What does not work should also be noted. Corticosteroids, such as prednisone and methylprednisolone (Medrol) do not help. Non-steroidal anti-inflammatory drugs (NSAIDs), such as ibuprofen (Motrin), may help some patients due to pain-relief action only, but not due to anti-inflammatory action. Narcotic pain relievers such as morphine, meperidine (Demerol), and hydromorphone hydrochloride (Dilaudid) are not recommended. Although narcotics are valuable for acute pain, such as after surgery, the chronic pain pathway of fibromyalgia is different from the acute pain pathway. (Pain experts now understand that acute and chronic pain are different and mediated by different pathways in the nervous system.) Further, narcotics can cause physiological addiction.

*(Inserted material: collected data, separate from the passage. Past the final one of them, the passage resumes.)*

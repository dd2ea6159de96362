//! Field normalization helpers for provider rows
//!
//! Provider values arrive as loosely typed JSON: numbers may be strings,
//! percentages may carry a `%` suffix, missing values are `null`, `""` or
//! `"-"`. Every helper returns `None` instead of failing so one bad field
//! never drops a whole record.

use crate::provider::ProviderRow;
use chrono::{DateTime, NaiveDate, NaiveTime};
use serde_json::Value;

const YUAN_PER_YI: f64 = 100_000_000.0;

fn field<'a>(row: &'a ProviderRow, key: &str) -> Option<&'a Value> {
    row.get(key).filter(|v| !v.is_null())
}

fn clean_numeric(s: &str) -> Option<&str> {
    let s = s.trim().trim_end_matches('%').trim();
    if s.is_empty() || s == "-" || s == "--" {
        None
    } else {
        Some(s)
    }
}

/// Numeric field; accepts numbers and numeric strings such as `"5.23%"`
pub fn field_f64(row: &ProviderRow, key: &str) -> Option<f64> {
    let value = match field(row, key)? {
        Value::Number(n) => n.as_f64(),
        Value::String(s) => clean_numeric(s).and_then(|s| s.replace(',', "").parse::<f64>().ok()),
        _ => None,
    }?;
    value.is_finite().then_some(value)
}

/// Integer field; float values are rounded
pub fn field_i64(row: &ProviderRow, key: &str) -> Option<i64> {
    match field(row, key)? {
        Value::Number(n) => n.as_i64().or_else(|| n.as_f64().map(|f| f.round() as i64)),
        Value::String(s) => {
            let s = clean_numeric(s)?;
            s.parse::<i64>()
                .ok()
                .or_else(|| {
                    s.parse::<f64>()
                        .ok()
                        .filter(|f| f.is_finite())
                        .map(|f| f.round() as i64)
                })
        }
        _ => None,
    }
}

/// Text field, trimmed; blank becomes `None`
pub fn field_string(row: &ProviderRow, key: &str) -> Option<String> {
    match field(row, key)? {
        Value::String(s) => {
            let s = s.trim();
            (!s.is_empty()).then(|| s.to_string())
        }
        Value::Number(n) => Some(n.to_string()),
        _ => None,
    }
}

/// Monetary field converted from 元 to 亿元
pub fn field_yi(row: &ProviderRow, key: &str) -> Option<f64> {
    field_f64(row, key).map(yuan_to_yi)
}

pub fn yuan_to_yi(yuan: f64) -> f64 {
    yuan / YUAN_PER_YI
}

/// Clock-time field; see [`parse_clock_time`]
pub fn field_clock_time(row: &ProviderRow, key: &str) -> Option<NaiveTime> {
    match field(row, key)? {
        Value::String(s) => parse_clock_time(s),
        Value::Number(n) => n.as_i64().and_then(|v| parse_clock_time(&v.to_string())),
        _ => None,
    }
}

/// Parse `HH:MM`, `HH:MM:SS` or compact `HHMMSS`.
///
/// The provider drops the leading zero of morning times (`92500` for
/// 09:25:00), so five digit values are left-padded.
pub fn parse_clock_time(raw: &str) -> Option<NaiveTime> {
    let s = raw.trim();
    if s.is_empty() {
        return None;
    }

    if s.contains(':') {
        return NaiveTime::parse_from_str(s, "%H:%M:%S")
            .or_else(|_| NaiveTime::parse_from_str(s, "%H:%M"))
            .ok();
    }

    if !s.chars().all(|c| c.is_ascii_digit()) {
        return None;
    }

    let digits = match s.len() {
        6 => s.to_string(),
        5 => format!("0{}", s),
        4 => format!("{}00", s),
        _ => return None,
    };
    NaiveTime::parse_from_str(&digits, "%H%M%S").ok()
}

/// Provider ordinal, falling back to the 1-based row position
pub fn rank_or_position(row: &ProviderRow, key: &str, index: usize) -> i64 {
    field_i64(row, key)
        .filter(|rank| *rank > 0)
        .unwrap_or(index as i64 + 1)
}

/// Date parameter format expected by the provider
pub fn provider_date(date: NaiveDate) -> String {
    date.format("%Y%m%d").to_string()
}

/// Parse a calendar date as returned by the provider.
///
/// Accepts `YYYY-MM-DD` (optionally followed by a time part), `YYYYMMDD`
/// and epoch milliseconds.
pub fn parse_provider_date(value: &Value) -> Option<NaiveDate> {
    match value {
        Value::String(s) => {
            let s = s.trim();
            let head = s.get(..10).unwrap_or(s);
            NaiveDate::parse_from_str(head, "%Y-%m-%d")
                .or_else(|_| NaiveDate::parse_from_str(s, "%Y%m%d"))
                .ok()
        }
        Value::Number(n) => n
            .as_i64()
            .and_then(DateTime::from_timestamp_millis)
            .map(|dt| dt.date_naive()),
        _ => None,
    }
}

#[cfg(test)]
mod tests {
    use super::*;
    use serde_json::json;

    fn row(value: Value) -> ProviderRow {
        match value {
            Value::Object(map) => map,
            _ => panic!("test row must be an object"),
        }
    }

    #[test]
    fn test_field_f64_variants() {
        let r = row(json!({
            "a": 5.23, "b": "5.23%", "c": " 1,234.5 ", "d": "-", "e": null, "f": "abc", "g": ""
        }));
        assert_eq!(field_f64(&r, "a"), Some(5.23));
        assert_eq!(field_f64(&r, "b"), Some(5.23));
        assert_eq!(field_f64(&r, "c"), Some(1234.5));
        assert_eq!(field_f64(&r, "d"), None);
        assert_eq!(field_f64(&r, "e"), None);
        assert_eq!(field_f64(&r, "f"), None);
        assert_eq!(field_f64(&r, "g"), None);
        assert_eq!(field_f64(&r, "missing"), None);
    }

    #[test]
    fn test_field_i64_and_string() {
        let r = row(json!({"n": 3, "f": 2.6, "s": "7", "code": " 000001 ", "num_code": 600000, "blank": "  "}));
        assert_eq!(field_i64(&r, "n"), Some(3));
        assert_eq!(field_i64(&r, "f"), Some(3));
        assert_eq!(field_i64(&r, "s"), Some(7));
        assert_eq!(field_string(&r, "code").as_deref(), Some("000001"));
        assert_eq!(field_string(&r, "num_code").as_deref(), Some("600000"));
        assert_eq!(field_string(&r, "blank"), None);
    }

    #[test]
    fn test_yuan_to_yi() {
        let r = row(json!({"amount": 523_000_000.0}));
        assert_eq!(field_yi(&r, "amount"), Some(5.23));
        assert_eq!(yuan_to_yi(100_000_000.0), 1.0);
    }

    #[test]
    fn test_parse_clock_time() {
        let t = |h, m, s| NaiveTime::from_hms_opt(h, m, s);
        assert_eq!(parse_clock_time("09:25:00"), t(9, 25, 0));
        assert_eq!(parse_clock_time("14:56"), t(14, 56, 0));
        assert_eq!(parse_clock_time("092500"), t(9, 25, 0));
        assert_eq!(parse_clock_time("92500"), t(9, 25, 0));
        assert_eq!(parse_clock_time("145612"), t(14, 56, 12));
        assert_eq!(parse_clock_time(""), None);
        assert_eq!(parse_clock_time("-"), None);
        assert_eq!(parse_clock_time("256000"), None);
        assert_eq!(parse_clock_time("12"), None);

        let r = row(json!({"num": 93000, "text": "093000"}));
        assert_eq!(field_clock_time(&r, "num"), t(9, 30, 0));
        assert_eq!(field_clock_time(&r, "text"), t(9, 30, 0));
    }

    #[test]
    fn test_rank_fallback() {
        let r = row(json!({"序号": 4, "zero": 0}));
        assert_eq!(rank_or_position(&r, "序号", 0), 4);
        assert_eq!(rank_or_position(&r, "zero", 2), 3);
        assert_eq!(rank_or_position(&r, "missing", 9), 10);
    }

    #[test]
    fn test_provider_dates() {
        let d = NaiveDate::from_ymd_opt(2025, 6, 10).unwrap();
        assert_eq!(provider_date(d), "20250610");
        assert_eq!(parse_provider_date(&json!("2025-06-10")), Some(d));
        assert_eq!(parse_provider_date(&json!("2025-06-10T00:00:00.000")), Some(d));
        assert_eq!(parse_provider_date(&json!("20250610")), Some(d));
        assert_eq!(parse_provider_date(&json!(1749513600000_i64)), Some(d));
        assert_eq!(parse_provider_date(&json!("not a date")), None);
    }
}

A number of non-medical approaches have been shown useful for fibromyalgia: two that show particularly strong results are aerobic exercise and cognitive behavioral therapy.

Aerobic exercise, such as brisk walking, low-impact aerobics, and swimming (but not stretching and yoga, which are not aerobic) decrease pain and the tender point count over time. Patients often have a lot of trouble sticking with their exercise program because they have post-exertional pain and don’t want to go back. So it’s a challenge. You have to start very slowly, perhaps just five minutes of aerobics daily, in order to build tolerance and avoid becoming discouraged.

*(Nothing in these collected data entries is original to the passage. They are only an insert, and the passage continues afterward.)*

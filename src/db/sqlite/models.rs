//! Database models

use crate::dataset::Dataset;
use chrono::{NaiveDate, NaiveTime};
use serde::{Deserialize, Serialize};
use std::collections::BTreeMap;

// ============================================================================
// Snapshot records
// ============================================================================

/// Board type of a sector performance partition
#[derive(Debug, Clone, Copy, PartialEq, Eq, Hash, Serialize, Deserialize)]
#[serde(rename_all = "snake_case")]
pub enum BoardType {
    Industry,
    Concept,
}

impl BoardType {
    pub fn as_str(&self) -> &'static str {
        match self {
            BoardType::Industry => "industry",
            BoardType::Concept => "concept",
        }
    }

    pub fn dataset(&self) -> Dataset {
        match self {
            BoardType::Industry => Dataset::IndustrySector,
            BoardType::Concept => Dataset::ConceptSector,
        }
    }
}

/// Industry or concept board performance
#[derive(Debug, Clone, PartialEq, Serialize, Deserialize)]
pub struct SectorPerformance {
    pub rank: i64,
    pub board_name: String,
    pub board_code: Option<String>,
    pub latest_price: Option<f64>,
    pub change_amount: Option<f64>,
    pub change_pct: Option<f64>,
    /// 亿元
    pub total_market_cap: Option<f64>,
    pub turnover_rate: Option<f64>,
    pub up_count: Option<i64>,
    pub down_count: Option<i64>,
    pub leading_stock: Option<String>,
    pub leading_stock_change_pct: Option<f64>,
}

/// Limit-up pool entry. Monetary amounts are in 亿元.
#[derive(Debug, Clone, PartialEq, Serialize, Deserialize)]
pub struct LimitUpStock {
    pub rank: i64,
    pub code: String,
    pub name: String,
    pub change_pct: Option<f64>,
    pub latest_price: Option<f64>,
    pub turnover_amount: Option<f64>,
    pub float_market_cap: Option<f64>,
    pub total_market_cap: Option<f64>,
    pub turnover_rate: Option<f64>,
    pub seal_amount: Option<f64>,
    pub first_seal_time: Option<NaiveTime>,
    pub last_seal_time: Option<NaiveTime>,
    pub break_count: Option<i64>,
    pub limit_up_stats: Option<String>,
    pub consecutive_boards: Option<i64>,
    pub industry: Option<String>,
}

/// Limit-down pool entry. Monetary amounts are in 亿元.
#[derive(Debug, Clone, PartialEq, Serialize, Deserialize)]
pub struct LimitDownStock {
    pub rank: i64,
    pub code: String,
    pub name: String,
    pub change_pct: Option<f64>,
    pub latest_price: Option<f64>,
    pub turnover_amount: Option<f64>,
    pub float_market_cap: Option<f64>,
    pub total_market_cap: Option<f64>,
    pub pe_dynamic: Option<f64>,
    pub turnover_rate: Option<f64>,
    pub seal_amount: Option<f64>,
    pub last_seal_time: Option<NaiveTime>,
    pub board_turnover_amount: Option<f64>,
    pub consecutive_limit_downs: Option<i64>,
    pub open_count: Option<i64>,
    pub industry: Option<String>,
}

/// Explosive-board (opened after limit-up) pool entry. Monetary amounts are in 亿元.
#[derive(Debug, Clone, PartialEq, Serialize, Deserialize)]
pub struct ExplosiveStock {
    pub rank: i64,
    pub code: String,
    pub name: String,
    pub change_pct: Option<f64>,
    pub latest_price: Option<f64>,
    pub limit_up_price: Option<f64>,
    pub turnover_amount: Option<f64>,
    pub float_market_cap: Option<f64>,
    pub total_market_cap: Option<f64>,
    pub turnover_rate: Option<f64>,
    pub rise_speed: Option<f64>,
    pub first_seal_time: Option<NaiveTime>,
    pub break_count: Option<i64>,
    pub limit_up_stats: Option<String>,
    pub amplitude: Option<f64>,
    pub industry: Option<String>,
}

/// Index quote. `turnover_amount` is in 亿元.
#[derive(Debug, Clone, PartialEq, Serialize, Deserialize)]
pub struct IndexQuote {
    pub rank: i64,
    pub code: String,
    pub name: String,
    pub latest_price: Option<f64>,
    pub change_pct: Option<f64>,
    pub change_amount: Option<f64>,
    pub volume: Option<f64>,
    pub turnover_amount: Option<f64>,
    pub amplitude: Option<f64>,
    pub high: Option<f64>,
    pub low: Option<f64>,
    pub open: Option<f64>,
    pub prev_close: Option<f64>,
    pub volume_ratio: Option<f64>,
}

/// A stored record together with the partition it belongs to
#[derive(Debug, Clone, PartialEq, Serialize)]
pub struct StoredRecord<R> {
    pub trade_date: NaiveDate,
    #[serde(flatten)]
    pub record: R,
}

// ============================================================================
// Execution ledger
// ============================================================================

/// Terminal status of one orchestration run
#[derive(Debug, Clone, Copy, PartialEq, Eq, Serialize, Deserialize)]
#[serde(rename_all = "snake_case")]
pub enum ExecutionStatus {
    Success,
    Failed,
    Skipped,
}

impl ExecutionStatus {
    pub fn as_str(&self) -> &'static str {
        match self {
            ExecutionStatus::Success => "success",
            ExecutionStatus::Failed => "failed",
            ExecutionStatus::Skipped => "skipped",
        }
    }

    pub fn parse(s: &str) -> Option<Self> {
        match s {
            "success" => Some(ExecutionStatus::Success),
            "failed" => Some(ExecutionStatus::Failed),
            "skipped" => Some(ExecutionStatus::Skipped),
            _ => None,
        }
    }
}

/// What fired a run
#[derive(Debug, Clone, Copy, PartialEq, Eq, Serialize, Deserialize)]
#[serde(rename_all = "snake_case")]
pub enum RunTrigger {
    Scheduled,
    Manual,
}

impl RunTrigger {
    pub fn as_str(&self) -> &'static str {
        match self {
            RunTrigger::Scheduled => "scheduled",
            RunTrigger::Manual => "manual",
        }
    }
}

/// Outcome of one dataset step as kept in the ledger
#[derive(Debug, Clone, PartialEq, Serialize, Deserialize)]
pub struct DatasetResult {
    pub dataset: Dataset,
    pub status: String,
    pub rows: usize,
    pub attempts: u32,
    #[serde(default, skip_serializing_if = "Option::is_none")]
    pub error: Option<String>,
    #[serde(default, skip_serializing_if = "Option::is_none")]
    pub note: Option<String>,
}

/// Summary written once per orchestration run
#[derive(Debug, Clone, PartialEq)]
pub struct NewExecutionRecord {
    pub run_id: String,
    pub job_id: String,
    pub execution_date: NaiveDate,
    pub execution_time: String,
    pub status: ExecutionStatus,
    pub trigger: RunTrigger,
    pub forced: bool,
    pub duration_ms: i64,
    pub is_trading_day: bool,
    pub dataset_counts: BTreeMap<Dataset, usize>,
    pub dataset_results: Vec<DatasetResult>,
    pub error_message: Option<String>,
    pub error_stack: Option<String>,
    pub notes: Option<String>,
}

/// One row of the execution ledger
#[derive(Debug, Clone, PartialEq, Serialize)]
pub struct ExecutionRecord {
    pub id: i64,
    pub run_id: String,
    pub job_id: String,
    pub execution_date: NaiveDate,
    pub execution_time: String,
    pub status: ExecutionStatus,
    pub trigger: String,
    pub forced: bool,
    pub duration_ms: i64,
    pub is_trading_day: bool,
    pub industry_count: i64,
    pub concept_count: i64,
    pub zt_pool_count: i64,
    pub dt_pool_count: i64,
    pub zb_pool_count: i64,
    pub index_count: i64,
    pub dataset_results: Vec<DatasetResult>,
    pub error_message: Option<String>,
    pub error_stack: Option<String>,
    pub notes: Option<String>,
    pub created_at: String,
}

impl ExecutionRecord {
    /// Saved row count for a dataset
    pub fn count_for(&self, dataset: Dataset) -> i64 {
        match dataset {
            Dataset::IndustrySector => self.industry_count,
            Dataset::ConceptSector => self.concept_count,
            Dataset::ZtPool => self.zt_pool_count,
            Dataset::DtPool => self.dt_pool_count,
            Dataset::ZbPool => self.zb_pool_count,
            Dataset::IndexQuote => self.index_count,
        }
    }
}

// ============================================================================
// Job configuration
// ============================================================================

/// Persisted schedule of a sync job
#[derive(Debug, Clone, PartialEq, Serialize, Deserialize)]
pub struct SyncJobConfig {
    pub job_id: String,
    pub name: String,
    pub hour: u32,
    pub minute: u32,
    pub timezone: String,
    pub datasets: Vec<Dataset>,
    pub enabled: bool,
}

Cognitive behavioral therapy (CBT) should not be confused with psychological counseling. They are not the same thing. CBT is a directed kind of behavioral modification that involves education and can help you change your thinking about how to approach and deal with your pain. It also includes the concept of pacing, which is important in fibromyalgia – learning to recognize when you need to rest and integrating rest into your schedule.

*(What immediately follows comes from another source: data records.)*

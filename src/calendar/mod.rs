//! Trading calendar oracle
//!
//! Answers "is this a trading day?" for the sync gate. Lookups go through
//! an in-memory copy, then the persisted calendar, then the provider. When
//! the provider cannot be reached the answer is `true`: a wasted run on a
//! holiday is cheaper than a missed trading day.

use crate::adapters::normalize::parse_provider_date;
use crate::db::sqlite::SqliteDb;
use crate::db::with_db;
use crate::error::{AppError, Result};
use crate::provider::MarketDataProvider;
use chrono::{Datelike, NaiveDate, Weekday};
use parking_lot::RwLock;
use std::collections::BTreeSet;
use std::sync::Arc;

const CALENDAR_FUNCTION: &str = "tool_trade_date_hist_sina";

#[derive(Debug, Default)]
struct CalendarSnapshot {
    dates: BTreeSet<NaiveDate>,
}

impl CalendarSnapshot {
    fn new(dates: impl IntoIterator<Item = NaiveDate>) -> Self {
        Self {
            dates: dates.into_iter().collect(),
        }
    }

    fn covers(&self, date: NaiveDate) -> bool {
        match (self.dates.first(), self.dates.last()) {
            (Some(first), Some(last)) => *first <= date && date <= *last,
            _ => false,
        }
    }

    fn contains(&self, date: NaiveDate) -> bool {
        self.dates.contains(&date)
    }
}

/// Weekday rule used when no calendar covers a date
pub fn is_weekday(date: NaiveDate) -> bool {
    !matches!(date.weekday(), Weekday::Sat | Weekday::Sun)
}

/// Trading calendar backed by the provider and the `trade_calendar` table
pub struct TradingCalendar {
    provider: Arc<dyn MarketDataProvider>,
    db: Arc<SqliteDb>,
    cache: RwLock<Option<CalendarSnapshot>>,
}

impl TradingCalendar {
    pub fn new(provider: Arc<dyn MarketDataProvider>, db: Arc<SqliteDb>) -> Self {
        Self {
            provider,
            db,
            cache: RwLock::new(None),
        }
    }

    /// Whether the exchange trades on `date`. Never fails.
    pub async fn is_trading_day(&self, date: NaiveDate) -> bool {
        if let Some(answer) = self.cached_answer(date) {
            return answer;
        }

        match self.load_persisted().await {
            Ok(true) => {
                if let Some(answer) = self.cached_answer(date) {
                    return answer;
                }
            }
            Ok(false) => {}
            Err(e) => tracing::warn!("Failed to load stored trade calendar: {}", e),
        }

        match self.refresh().await {
            Ok(_) => match self.cached_answer(date) {
                Some(answer) => answer,
                None => {
                    let answer = is_weekday(date);
                    tracing::warn!(
                        "Trade calendar does not cover {}, using weekday rule ({})",
                        date,
                        answer
                    );
                    answer
                }
            },
            Err(e) => {
                tracing::warn!(
                    "Trade calendar unavailable ({}), treating {} as a trading day",
                    e,
                    date
                );
                true
            }
        }
    }

    /// Fetch the calendar from the provider and persist it
    pub async fn refresh(&self) -> Result<usize> {
        let rows = self.provider.fetch_rows(CALENDAR_FUNCTION, &[]).await?;

        let dates: Vec<NaiveDate> = rows
            .iter()
            .filter_map(|row| row.get("trade_date").and_then(parse_provider_date))
            .collect();

        if dates.is_empty() {
            return Err(AppError::Provider(format!(
                "{} returned no usable dates ({} rows)",
                CALENDAR_FUNCTION,
                rows.len()
            )));
        }

        let snapshot = CalendarSnapshot::new(dates);
        let count = snapshot.dates.len();
        let to_store: Vec<NaiveDate> = snapshot.dates.iter().copied().collect();

        // Keep the in-memory copy even if persisting fails
        *self.cache.write() = Some(snapshot);

        if let Err(e) = with_db(&self.db, move |db| db.store_trade_dates(&to_store)).await {
            tracing::warn!("Failed to persist trade calendar: {}", e);
        }

        tracing::info!("Trade calendar refreshed with {} dates", count);
        Ok(count)
    }

    /// Trading days within `start..=end`, ascending
    pub async fn trading_days_between(
        &self,
        start: NaiveDate,
        end: NaiveDate,
    ) -> Result<Vec<NaiveDate>> {
        if start > end {
            return Err(AppError::Validation(format!(
                "start {} is after end {}",
                start, end
            )));
        }

        let covered = self
            .cache
            .read()
            .as_ref()
            .map_or(false, |c| c.covers(start) && c.covers(end));
        if !covered && !self.load_persisted().await.unwrap_or(false) {
            self.refresh().await?;
        }

        let cache = self.cache.read();
        let snapshot = cache
            .as_ref()
            .ok_or_else(|| AppError::Internal("Trade calendar not loaded".to_string()))?;

        Ok(start
            .iter_days()
            .take_while(|d| *d <= end)
            .filter(|d| {
                if snapshot.covers(*d) {
                    snapshot.contains(*d)
                } else {
                    is_weekday(*d)
                }
            })
            .collect())
    }

    fn cached_answer(&self, date: NaiveDate) -> Option<bool> {
        let cache = self.cache.read();
        cache
            .as_ref()
            .filter(|c| c.covers(date))
            .map(|c| c.contains(date))
    }

    /// Load the stored calendar into memory; `false` when nothing is stored
    async fn load_persisted(&self) -> Result<bool> {
        let dates = with_db(&self.db, |db| db.load_trade_dates()).await?;
        if dates.is_empty() {
            return Ok(false);
        }
        *self.cache.write() = Some(CalendarSnapshot::new(dates));
        Ok(true)
    }
}

#[cfg(test)]
mod tests {
    use super::*;
    use crate::provider::mock::MockProvider;
    use serde_json::json;
    use tempfile::TempDir;

    fn date(s: &str) -> NaiveDate {
        NaiveDate::parse_from_str(s, "%Y-%m-%d").unwrap()
    }

    fn test_db() -> (TempDir, Arc<SqliteDb>) {
        let dir = tempfile::tempdir().unwrap();
        let db = SqliteDb::new(&dir.path().join("test.db"), 2).unwrap();
        (dir, Arc::new(db))
    }

    /// June 2025 with the Dragon Boat holiday on the 2nd
    fn june_calendar() -> MockProvider {
        let days = ["2025-05-30", "2025-06-03", "2025-06-04", "2025-06-05", "2025-06-06", "2025-06-09", "2025-06-10"];
        MockProvider::new().with_rows(
            CALENDAR_FUNCTION,
            days.iter().map(|d| json!({ "trade_date": d })).collect(),
        )
    }

    #[tokio::test]
    async fn test_calendar_lookup_and_cache() {
        let (_dir, db) = test_db();
        let provider = Arc::new(june_calendar());
        let calendar = TradingCalendar::new(provider.clone(), db);

        assert!(calendar.is_trading_day(date("2025-06-10")).await);
        assert!(!calendar.is_trading_day(date("2025-06-02")).await);
        assert!(!calendar.is_trading_day(date("2025-06-07")).await);
        assert_eq!(provider.call_count(CALENDAR_FUNCTION), 1);
    }

    #[tokio::test]
    async fn test_fail_open_when_provider_down() {
        let (_dir, db) = test_db();
        let provider = MockProvider::new().with_failure(CALENDAR_FUNCTION, "connection refused");
        let calendar = TradingCalendar::new(Arc::new(provider), db);

        // Saturday, but the calendar cannot be consulted
        assert!(calendar.is_trading_day(date("2025-06-07")).await);
    }

    #[tokio::test]
    async fn test_persisted_calendar_survives_outage() {
        let (_dir, db) = test_db();
        TradingCalendar::new(Arc::new(june_calendar()), db.clone())
            .refresh()
            .await
            .unwrap();

        let down = MockProvider::new().with_failure(CALENDAR_FUNCTION, "timeout");
        let calendar = TradingCalendar::new(Arc::new(down), db);
        assert!(!calendar.is_trading_day(date("2025-06-02")).await);
        assert!(calendar.is_trading_day(date("2025-06-03")).await);
    }

    #[tokio::test]
    async fn test_weekday_rule_outside_calendar() {
        let (_dir, db) = test_db();
        let calendar = TradingCalendar::new(Arc::new(june_calendar()), db);

        assert!(calendar.is_trading_day(date("2025-07-01")).await);
        assert!(!calendar.is_trading_day(date("2025-07-05")).await);
    }

    #[tokio::test]
    async fn test_empty_calendar_is_an_error() {
        let (_dir, db) = test_db();
        let calendar = TradingCalendar::new(Arc::new(MockProvider::new()), db);

        assert!(calendar.refresh().await.is_err());
        assert!(calendar.is_trading_day(date("2025-06-07")).await);
    }

    #[tokio::test]
    async fn test_trading_days_between() {
        let (_dir, db) = test_db();
        let calendar = TradingCalendar::new(Arc::new(june_calendar()), db);

        let days = calendar
            .trading_days_between(date("2025-05-30"), date("2025-06-04"))
            .await
            .unwrap();
        assert_eq!(days, vec![date("2025-05-30"), date("2025-06-03"), date("2025-06-04")]);
        assert!(calendar
            .trading_days_between(date("2025-06-04"), date("2025-06-01"))
            .await
            .is_err());
    }
}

Some non-conventional therapies seem to be helpful, although studies evaluating them have been very short-term – three months or less. Acupuncture, hypnosis, and massage all have their proponents, but no one seems overwhelmingly helpful.

Probably the best approach is to have medication, aerobic exercise and psychological support rolled into one, integrated program. Some studies looking at such programs are promising for decreasing pain and increasing functional status.

Getting the Right Diagnosis
Because fibromyalgia can cause so many different types of symptoms, patients may go to a wide variety of specialists – a gastrointestinal specialist for irritable bowel symptoms, a neurologist for dizziness or numbness, a rheumatologist for muscle and joint pain, etc. – and that may contribute to difficulty with diagnosis as well as differentiating whether it’s your fibromyalgia or your lupus causing a particular symptom. Your doctors need to communicate in order to pull a unifying diagnosis together.

How can fibromyalgia be differentiated from renewed lupus activity? That can be difficult.

Generally, in patients with fibromyalgia and no other underlying disease, the sedimentation rate is normal and there is no positive ANA. So if a patient with lupus is very symptomatic and in the past has had a lot of changes in labs to go along with such symptoms – but this time the lab work does not show any changes, that can be a hint the symptoms may not be due to lupus.
If the patient is placed on corticosteroids and it doesn’t help the symptoms, that suggests the symptoms are not due to an inflammatory cause such as lupus – and fibromyalgia might be considered.
If you are having a major lupus flare, then you will hurt all over and other signs and symptoms occur that usually make it obvious to you and your physician. But when patients come in looking pretty good and the only complaint is “I hurt all over,” and then the doctor touches them and they jump, that’s suggestive of fibromyalgia coming into the picture.
The bottom line is that you need to keep track of all of your symptoms to help your doctor discern any new patterns that might merit a different diagnosis – and different treatment.